Photo: Veres Production/Shutterstock

What Are Your Travel Friendships Really Worth?

by Corey Breier Aug 27, 2013

You arrive in a new city, deposit your bags, and head downstairs to the hostel lounge to figure out what to do next. Unsurprisingly, the lobby is filled with young travelers looking to do exactly the same things you are: explore the city, experience the culture, get drunk.

You join up with a few of them heading out soon, all from a motley selection of countries with exciting accents. You hear about their itineraries, offer tips to those going the direction you came from, make fun of national stereotypes, and generally revel in meeting new people who line up with your current goals yet are different in so many tiny ways.

You get lost together, take pictures together, drink together, and stumble back to the hostel in the wee hours of the night, comfortable with your new friends in an unfamiliar country.

The next morning you bid goodbye, or happily board the same bus or flight to do it all over again in the next town. After you part ways, you exchange contact information and promise to host one another in your respective cities.

But to be honest, you’re probably never going to see each other again.

“But I saved up my money all last year and visited my best friend from camp at his flat in Sweden this summer!” you protest. Great, but what about your old counselor from Ireland, the Belgian buddy you met in Texas, that exchange student from Germany? Even itineraries scheduled around friendly couches won’t cover all your foreign friends — the world is too big and time always too short. Plus, you’ll encounter the happy paradox of making new friends every time you go visit your old ones.

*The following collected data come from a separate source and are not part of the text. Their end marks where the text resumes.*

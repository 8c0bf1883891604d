//! SQLite document store - durable persistence for creature documents

use async_trait::async_trait;
use chrono::{DateTime, Utc};
use sqlx::SqlitePool;
use uuid::Uuid;

use crate::application::ports::outbound::{CreatureDocument, DocumentStorePort, StoreError};
use crate::domain::value_objects::CreatureId;

pub struct SqliteDocumentStore {
    pool: SqlitePool,
}

impl SqliteDocumentStore {
    pub async fn new(pool: SqlitePool) -> Result<Self, sqlx::Error> {
        // Create table if not exists
        sqlx::query(
            r#"
            CREATE TABLE IF NOT EXISTS creature_documents (
                id TEXT PRIMARY KEY,
                name TEXT NOT NULL,
                data TEXT NOT NULL,
                schema_version INTEGER NOT NULL DEFAULT 1,
                updated_at TEXT NOT NULL
            )
        "#,
        )
        .execute(&pool)
        .await?;

        Ok(Self { pool })
    }

    pub fn pool(&self) -> &SqlitePool {
        &self.pool
    }
}

type DocumentRow = (String, String, String, i32, String);

fn decode_row(row: DocumentRow) -> Result<CreatureDocument, StoreError> {
    let (id, name, data, schema_version, updated_at) = row;

    let malformed = |reason: String| StoreError::Malformed {
        id: id.clone(),
        reason,
    };

    let uuid = Uuid::parse_str(&id).map_err(|e| malformed(e.to_string()))?;
    let data = serde_json::from_str(&data).map_err(|e| malformed(e.to_string()))?;
    let updated_at = DateTime::parse_from_rfc3339(&updated_at)
        .map_err(|e| malformed(e.to_string()))?
        .with_timezone(&Utc);

    Ok(CreatureDocument {
        id: CreatureId::from_uuid(uuid),
        name,
        data,
        schema_version,
        updated_at,
    })
}

#[async_trait]
impl DocumentStorePort for SqliteDocumentStore {
    async fn save(&self, document: &CreatureDocument) -> Result<(), StoreError> {
        sqlx::query(
            "INSERT OR REPLACE INTO creature_documents (id, name, data, schema_version, updated_at) VALUES (?, ?, ?, ?, ?)",
        )
        .bind(document.id.to_string())
        .bind(&document.name)
        .bind(document.data.to_string())
        .bind(document.schema_version)
        .bind(document.updated_at.to_rfc3339())
        .execute(&self.pool)
        .await
        .map_err(|e| StoreError::Database(e.to_string()))?;

        Ok(())
    }

    async fn get(&self, id: CreatureId) -> Result<Option<CreatureDocument>, StoreError> {
        let row: Option<DocumentRow> = sqlx::query_as(
            "SELECT id, name, data, schema_version, updated_at FROM creature_documents WHERE id = ?",
        )
        .bind(id.to_string())
        .fetch_optional(&self.pool)
        .await
        .map_err(|e| StoreError::Database(e.to_string()))?;

        row.map(decode_row).transpose()
    }

    async fn list_below_version(&self, version: i32) -> Result<Vec<CreatureDocument>, StoreError> {
        let rows: Vec<DocumentRow> = sqlx::query_as(
            "SELECT id, name, data, schema_version, updated_at FROM creature_documents WHERE schema_version < ? ORDER BY name",
        )
        .bind(version)
        .fetch_all(&self.pool)
        .await
        .map_err(|e| StoreError::Database(e.to_string()))?;

        rows.into_iter().map(decode_row).collect()
    }

    async fn count(&self) -> Result<usize, StoreError> {
        let count: i64 = sqlx::query_scalar("SELECT COUNT(*) FROM creature_documents")
            .fetch_one(&self.pool)
            .await
            .map_err(|e| StoreError::Database(e.to_string()))?;

        Ok(count as usize)
    }
}

#[cfg(test)]
mod tests {
    use super::*;
    use serde_json::json;
    use sqlx::sqlite::SqlitePoolOptions;

    async fn store() -> SqliteDocumentStore {
        // A single connection keeps every query on the same :memory: database
        let pool = SqlitePoolOptions::new()
            .max_connections(1)
            .connect("sqlite::memory:")
            .await
            .unwrap();
        SqliteDocumentStore::new(pool).await.unwrap()
    }

    #[tokio::test]
    async fn save_and_get_round_trip() {
        let store = store().await;
        let document = CreatureDocument::new(
            "Owlbear",
            json!({ "traits": { "senses": "Darkvision 60 ft" } }),
            1,
        );

        store.save(&document).await.unwrap();
        let loaded = store.get(document.id).await.unwrap().unwrap();

        assert_eq!(loaded.id, document.id);
        assert_eq!(loaded.name, "Owlbear");
        assert_eq!(loaded.data, document.data);
        assert_eq!(loaded.schema_version, 1);
    }

    #[tokio::test]
    async fn get_missing_document_returns_none() {
        let store = store().await;
        assert!(store.get(CreatureId::new()).await.unwrap().is_none());
    }

    #[tokio::test]
    async fn list_below_version_filters_current_documents() {
        let store = store().await;
        store
            .save(&CreatureDocument::new("Basilisk", json!({}), 1))
            .await
            .unwrap();
        store
            .save(&CreatureDocument::new("Owlbear", json!({}), 2))
            .await
            .unwrap();

        let below = store.list_below_version(2).await.unwrap();
        assert_eq!(below.len(), 1);
        assert_eq!(below[0].name, "Basilisk");
        assert_eq!(store.count().await.unwrap(), 2);
    }

    #[tokio::test]
    async fn save_replaces_existing_document() {
        let store = store().await;
        let mut document = CreatureDocument::new("Ghoul", json!({}), 1);
        store.save(&document).await.unwrap();

        document.schema_version = 2;
        document.data = json!({ "attributes": { "senses": { "darkvision": 60.0 } } });
        store.save(&document).await.unwrap();

        let loaded = store.get(document.id).await.unwrap().unwrap();
        assert_eq!(loaded.schema_version, 2);
        assert_eq!(store.count().await.unwrap(), 1);
    }
}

The bulk of your interactions revolved around figuring out the correct way to hail a cab in Kazakhstan. He was a friend of convenience.

No, except for those few special people you meet on the road who are true friends who just happen to be from another country (rather than the token foreigner befriended for novelty), you won’t see most of your new buddies ever again. Which is odd, because you’ve spent some of the highlights of your life with these people.

Together, you’ve watched the sun set at Cafe Del Mar in Ibiza, hiked ‘the World’s Most Dangerous Walkway’ near Malaga, and endured soul-crushingly long bumpy bus rides winding through minefield-covered Balkan mountains. Shared hardship and elation such as these forge the strongest memories and the strongest friendships, which is why you thought your impromptu road trip partner with the unpronounceable last name was a shoe-in for best man at your wedding. Except you haven’t talked to him once since you got home.

This is partly due to insurmountable geography, but mostly it’s because he wasn’t really your friend in the first place. You didn’t drive each other crazy, but let’s face it, it was more the fact that you were at the same place at the same time trying to do the same thing than it was mutual affection. Your shared emotions drove you closer, but there was no foundation of true camaraderie to build on — the bulk of your interactions revolved around figuring out the correct way to hail a cab in Kazakhstan. He was a friend of convenience.

There’s nothing wrong with this kind of friendship, mind, as long as you don’t mistake it for the real thing. Go ahead and take them up on their promise to host you in the homeland — I think you’ll find they’re not willing to give you more than a few hours of the day when there’s daily life to attend to. It’s easy to explore the town together when that’s what you came to do, but back at home, thousands of half-obligations make the scruffy couch guest an intrusion rather than a pleasure.

There’s a saying: “Both fish and in-laws start to smell after three days.” In-laws have a lot in common with hostel friends — you were thrown together by chance, not choice. True friends remain a pleasure even after you’ve put up with their smelly socks for 48 hours.

All this comes off as overly harsh; don’t let it dissuade you from chatting up your bunk and bus mates. You’ll still have a great time making fun of each other’s differences and learning about the world with them. Great times are great times, no matter the company. Plus, you’ll also encounter those special someones who share more in common with you than the plan for the evening. I met one of my best friends in the middle of the night, both of us miserably kept awake by the restless sleeper above us in a USSR-manufactured creaky hostel bunk.

Friends like these are one in many — just make sure you know who’s who before you make that 4am phone call on which true friendship is tested. Oh, and you should probably check what continent they’re on.